What needs to be done: Going through the lines below, tally those that include "RoomDirectory", and give only the number.
== The records
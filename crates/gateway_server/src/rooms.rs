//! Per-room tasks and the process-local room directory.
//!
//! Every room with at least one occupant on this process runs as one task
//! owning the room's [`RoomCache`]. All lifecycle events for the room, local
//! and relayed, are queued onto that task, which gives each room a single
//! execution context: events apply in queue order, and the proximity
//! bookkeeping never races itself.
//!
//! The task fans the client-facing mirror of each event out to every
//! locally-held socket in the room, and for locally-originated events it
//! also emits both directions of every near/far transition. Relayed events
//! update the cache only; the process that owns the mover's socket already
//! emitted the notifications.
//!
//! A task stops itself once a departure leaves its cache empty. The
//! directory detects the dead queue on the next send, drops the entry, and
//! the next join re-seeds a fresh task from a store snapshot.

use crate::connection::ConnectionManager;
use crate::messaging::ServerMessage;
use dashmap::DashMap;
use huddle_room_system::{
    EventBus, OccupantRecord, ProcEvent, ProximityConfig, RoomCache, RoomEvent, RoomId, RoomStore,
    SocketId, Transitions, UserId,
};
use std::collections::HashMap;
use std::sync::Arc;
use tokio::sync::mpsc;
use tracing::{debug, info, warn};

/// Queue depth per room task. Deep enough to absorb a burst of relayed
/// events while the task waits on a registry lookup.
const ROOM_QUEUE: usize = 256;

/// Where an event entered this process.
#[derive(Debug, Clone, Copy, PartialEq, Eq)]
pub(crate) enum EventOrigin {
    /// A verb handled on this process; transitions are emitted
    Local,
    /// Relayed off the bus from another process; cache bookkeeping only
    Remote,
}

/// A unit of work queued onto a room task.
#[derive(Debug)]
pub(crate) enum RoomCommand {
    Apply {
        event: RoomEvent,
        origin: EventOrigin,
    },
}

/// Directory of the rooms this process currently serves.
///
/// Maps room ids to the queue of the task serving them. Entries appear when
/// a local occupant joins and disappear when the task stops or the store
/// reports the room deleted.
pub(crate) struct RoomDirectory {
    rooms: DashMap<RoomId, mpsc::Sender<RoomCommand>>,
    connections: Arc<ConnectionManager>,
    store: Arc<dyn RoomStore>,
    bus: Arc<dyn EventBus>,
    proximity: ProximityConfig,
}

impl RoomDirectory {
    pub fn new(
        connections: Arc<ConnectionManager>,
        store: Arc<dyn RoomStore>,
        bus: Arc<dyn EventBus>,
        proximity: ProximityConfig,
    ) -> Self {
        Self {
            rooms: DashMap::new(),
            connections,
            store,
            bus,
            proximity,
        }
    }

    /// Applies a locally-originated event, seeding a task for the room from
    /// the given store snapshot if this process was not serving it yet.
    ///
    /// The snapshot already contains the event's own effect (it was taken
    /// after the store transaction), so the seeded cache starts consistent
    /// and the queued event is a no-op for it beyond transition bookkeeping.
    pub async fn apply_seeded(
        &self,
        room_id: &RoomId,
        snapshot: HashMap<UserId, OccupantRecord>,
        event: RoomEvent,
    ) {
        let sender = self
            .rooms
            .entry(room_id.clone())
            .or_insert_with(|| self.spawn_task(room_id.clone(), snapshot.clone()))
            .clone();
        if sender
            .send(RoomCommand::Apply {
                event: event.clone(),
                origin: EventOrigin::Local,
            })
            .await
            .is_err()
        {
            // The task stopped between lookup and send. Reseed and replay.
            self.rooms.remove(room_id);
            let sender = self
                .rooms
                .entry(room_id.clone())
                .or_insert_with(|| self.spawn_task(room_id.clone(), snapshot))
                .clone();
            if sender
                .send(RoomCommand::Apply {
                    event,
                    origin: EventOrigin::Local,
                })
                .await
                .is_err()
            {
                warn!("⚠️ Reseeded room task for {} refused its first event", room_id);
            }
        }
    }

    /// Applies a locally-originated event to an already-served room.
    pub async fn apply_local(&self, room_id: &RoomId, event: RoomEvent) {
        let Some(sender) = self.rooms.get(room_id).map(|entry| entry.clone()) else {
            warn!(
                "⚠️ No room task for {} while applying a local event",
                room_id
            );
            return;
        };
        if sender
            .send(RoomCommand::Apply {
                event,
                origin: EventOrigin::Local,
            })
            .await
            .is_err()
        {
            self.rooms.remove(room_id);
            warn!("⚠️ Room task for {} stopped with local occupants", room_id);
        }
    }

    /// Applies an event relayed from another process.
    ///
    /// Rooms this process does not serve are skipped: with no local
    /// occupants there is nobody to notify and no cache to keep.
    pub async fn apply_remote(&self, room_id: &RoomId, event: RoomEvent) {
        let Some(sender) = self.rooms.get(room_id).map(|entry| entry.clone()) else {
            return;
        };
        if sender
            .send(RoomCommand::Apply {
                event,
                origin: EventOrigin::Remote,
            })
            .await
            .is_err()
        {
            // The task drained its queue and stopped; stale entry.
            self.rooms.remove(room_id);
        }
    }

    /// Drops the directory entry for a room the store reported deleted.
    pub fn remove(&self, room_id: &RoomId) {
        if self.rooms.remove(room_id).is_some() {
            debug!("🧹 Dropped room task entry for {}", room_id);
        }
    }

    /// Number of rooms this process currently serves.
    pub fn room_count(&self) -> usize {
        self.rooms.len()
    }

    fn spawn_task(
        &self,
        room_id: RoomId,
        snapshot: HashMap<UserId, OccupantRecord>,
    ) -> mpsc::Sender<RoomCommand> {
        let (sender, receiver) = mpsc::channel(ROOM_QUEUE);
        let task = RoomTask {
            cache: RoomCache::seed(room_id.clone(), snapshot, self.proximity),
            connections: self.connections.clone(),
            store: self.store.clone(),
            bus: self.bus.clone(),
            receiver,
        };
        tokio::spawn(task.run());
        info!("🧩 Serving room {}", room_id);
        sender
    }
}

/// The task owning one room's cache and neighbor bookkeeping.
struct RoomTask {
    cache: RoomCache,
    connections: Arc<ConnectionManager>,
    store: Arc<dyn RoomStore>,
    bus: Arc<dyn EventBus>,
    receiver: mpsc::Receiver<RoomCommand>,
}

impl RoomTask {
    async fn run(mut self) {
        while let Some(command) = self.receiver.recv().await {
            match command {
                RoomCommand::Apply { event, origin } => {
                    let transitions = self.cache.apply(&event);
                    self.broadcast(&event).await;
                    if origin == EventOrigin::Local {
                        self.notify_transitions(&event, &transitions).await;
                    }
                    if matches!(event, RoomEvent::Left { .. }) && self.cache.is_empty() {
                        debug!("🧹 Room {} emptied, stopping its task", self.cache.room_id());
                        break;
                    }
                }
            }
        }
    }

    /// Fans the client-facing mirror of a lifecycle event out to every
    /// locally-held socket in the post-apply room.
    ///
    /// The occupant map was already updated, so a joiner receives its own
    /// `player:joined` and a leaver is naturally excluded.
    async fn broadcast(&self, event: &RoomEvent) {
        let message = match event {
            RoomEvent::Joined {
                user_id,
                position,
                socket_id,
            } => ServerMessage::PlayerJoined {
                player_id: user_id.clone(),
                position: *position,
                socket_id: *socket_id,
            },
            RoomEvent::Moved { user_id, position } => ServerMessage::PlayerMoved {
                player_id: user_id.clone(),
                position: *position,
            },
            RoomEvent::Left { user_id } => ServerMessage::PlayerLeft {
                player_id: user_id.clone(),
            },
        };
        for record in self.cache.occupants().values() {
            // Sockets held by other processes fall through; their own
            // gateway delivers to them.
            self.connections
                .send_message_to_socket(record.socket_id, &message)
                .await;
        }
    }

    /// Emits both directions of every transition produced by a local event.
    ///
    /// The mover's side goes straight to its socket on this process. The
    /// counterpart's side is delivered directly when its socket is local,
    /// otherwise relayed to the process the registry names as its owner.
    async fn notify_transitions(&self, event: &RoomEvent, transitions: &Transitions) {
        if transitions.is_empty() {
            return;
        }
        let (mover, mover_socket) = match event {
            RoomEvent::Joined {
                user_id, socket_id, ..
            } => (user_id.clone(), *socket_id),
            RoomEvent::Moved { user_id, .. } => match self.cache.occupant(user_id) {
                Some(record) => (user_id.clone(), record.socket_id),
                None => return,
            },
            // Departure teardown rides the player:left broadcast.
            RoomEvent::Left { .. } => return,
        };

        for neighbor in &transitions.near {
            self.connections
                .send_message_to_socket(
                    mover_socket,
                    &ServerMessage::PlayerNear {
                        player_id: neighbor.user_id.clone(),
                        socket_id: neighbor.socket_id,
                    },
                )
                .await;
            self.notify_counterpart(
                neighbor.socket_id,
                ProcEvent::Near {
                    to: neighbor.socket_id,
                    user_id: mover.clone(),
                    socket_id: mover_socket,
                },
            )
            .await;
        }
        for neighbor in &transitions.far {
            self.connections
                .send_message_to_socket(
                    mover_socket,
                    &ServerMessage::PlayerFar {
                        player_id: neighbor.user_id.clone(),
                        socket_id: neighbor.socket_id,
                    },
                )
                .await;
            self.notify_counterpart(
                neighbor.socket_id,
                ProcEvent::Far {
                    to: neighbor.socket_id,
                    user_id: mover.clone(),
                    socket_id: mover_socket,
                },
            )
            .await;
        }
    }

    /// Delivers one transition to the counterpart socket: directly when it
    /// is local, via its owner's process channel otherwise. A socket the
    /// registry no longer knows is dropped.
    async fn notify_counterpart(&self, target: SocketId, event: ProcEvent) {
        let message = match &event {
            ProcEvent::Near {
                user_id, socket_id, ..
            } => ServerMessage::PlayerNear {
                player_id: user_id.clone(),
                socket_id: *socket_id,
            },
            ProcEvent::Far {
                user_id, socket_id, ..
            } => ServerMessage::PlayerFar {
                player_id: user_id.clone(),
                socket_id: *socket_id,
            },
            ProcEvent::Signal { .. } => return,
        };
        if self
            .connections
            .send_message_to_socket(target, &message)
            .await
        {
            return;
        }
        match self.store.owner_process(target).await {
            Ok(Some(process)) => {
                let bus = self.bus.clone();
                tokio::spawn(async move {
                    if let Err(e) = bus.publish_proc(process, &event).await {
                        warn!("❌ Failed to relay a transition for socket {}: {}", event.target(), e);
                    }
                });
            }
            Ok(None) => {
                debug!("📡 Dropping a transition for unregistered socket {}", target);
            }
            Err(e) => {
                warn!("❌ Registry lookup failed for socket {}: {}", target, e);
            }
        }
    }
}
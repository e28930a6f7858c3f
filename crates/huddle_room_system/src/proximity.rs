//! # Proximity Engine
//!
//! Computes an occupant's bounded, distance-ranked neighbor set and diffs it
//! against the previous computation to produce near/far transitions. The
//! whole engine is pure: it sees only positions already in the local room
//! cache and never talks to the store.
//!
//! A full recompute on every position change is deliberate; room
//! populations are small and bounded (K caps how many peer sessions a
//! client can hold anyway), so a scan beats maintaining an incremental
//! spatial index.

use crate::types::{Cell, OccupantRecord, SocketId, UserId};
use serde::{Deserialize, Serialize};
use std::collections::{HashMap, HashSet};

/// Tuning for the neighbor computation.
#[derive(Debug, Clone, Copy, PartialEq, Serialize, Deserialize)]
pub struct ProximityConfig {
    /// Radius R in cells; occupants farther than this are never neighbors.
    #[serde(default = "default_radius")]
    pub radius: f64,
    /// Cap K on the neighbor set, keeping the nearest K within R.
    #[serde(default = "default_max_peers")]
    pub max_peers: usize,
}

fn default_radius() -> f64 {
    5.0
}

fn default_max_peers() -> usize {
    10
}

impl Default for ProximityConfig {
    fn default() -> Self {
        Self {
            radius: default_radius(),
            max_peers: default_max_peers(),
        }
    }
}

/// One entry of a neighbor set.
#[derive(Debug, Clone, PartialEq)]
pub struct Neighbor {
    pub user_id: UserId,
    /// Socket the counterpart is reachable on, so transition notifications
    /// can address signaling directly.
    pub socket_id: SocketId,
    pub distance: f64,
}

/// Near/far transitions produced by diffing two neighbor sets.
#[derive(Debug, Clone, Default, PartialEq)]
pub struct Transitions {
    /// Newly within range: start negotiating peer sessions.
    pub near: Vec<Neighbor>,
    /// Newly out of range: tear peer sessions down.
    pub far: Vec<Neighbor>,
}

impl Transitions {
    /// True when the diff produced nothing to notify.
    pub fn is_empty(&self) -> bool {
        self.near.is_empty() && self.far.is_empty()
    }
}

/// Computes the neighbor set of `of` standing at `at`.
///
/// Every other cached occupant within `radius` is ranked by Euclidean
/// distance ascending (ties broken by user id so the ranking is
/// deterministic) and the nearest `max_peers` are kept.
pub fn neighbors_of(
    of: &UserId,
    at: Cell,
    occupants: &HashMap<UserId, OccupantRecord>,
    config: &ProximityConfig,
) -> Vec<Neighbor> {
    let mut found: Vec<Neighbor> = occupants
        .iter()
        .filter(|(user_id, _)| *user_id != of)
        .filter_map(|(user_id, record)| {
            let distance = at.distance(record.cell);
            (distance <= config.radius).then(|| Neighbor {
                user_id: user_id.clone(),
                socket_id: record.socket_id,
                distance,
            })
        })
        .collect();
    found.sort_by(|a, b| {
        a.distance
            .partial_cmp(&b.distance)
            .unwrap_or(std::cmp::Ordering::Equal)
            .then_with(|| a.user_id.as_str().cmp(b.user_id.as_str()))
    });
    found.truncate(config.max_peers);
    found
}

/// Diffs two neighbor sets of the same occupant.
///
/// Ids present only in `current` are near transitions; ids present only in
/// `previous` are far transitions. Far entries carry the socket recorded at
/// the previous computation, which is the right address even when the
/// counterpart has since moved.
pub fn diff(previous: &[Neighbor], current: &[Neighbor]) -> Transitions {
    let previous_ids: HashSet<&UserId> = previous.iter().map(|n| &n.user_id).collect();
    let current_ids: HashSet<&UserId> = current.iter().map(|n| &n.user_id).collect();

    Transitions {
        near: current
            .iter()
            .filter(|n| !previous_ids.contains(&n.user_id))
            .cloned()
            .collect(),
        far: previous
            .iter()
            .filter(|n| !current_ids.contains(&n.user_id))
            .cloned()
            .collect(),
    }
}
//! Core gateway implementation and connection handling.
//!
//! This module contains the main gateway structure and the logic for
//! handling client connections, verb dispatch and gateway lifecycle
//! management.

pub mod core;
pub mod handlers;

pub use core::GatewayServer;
====
Solution below: 2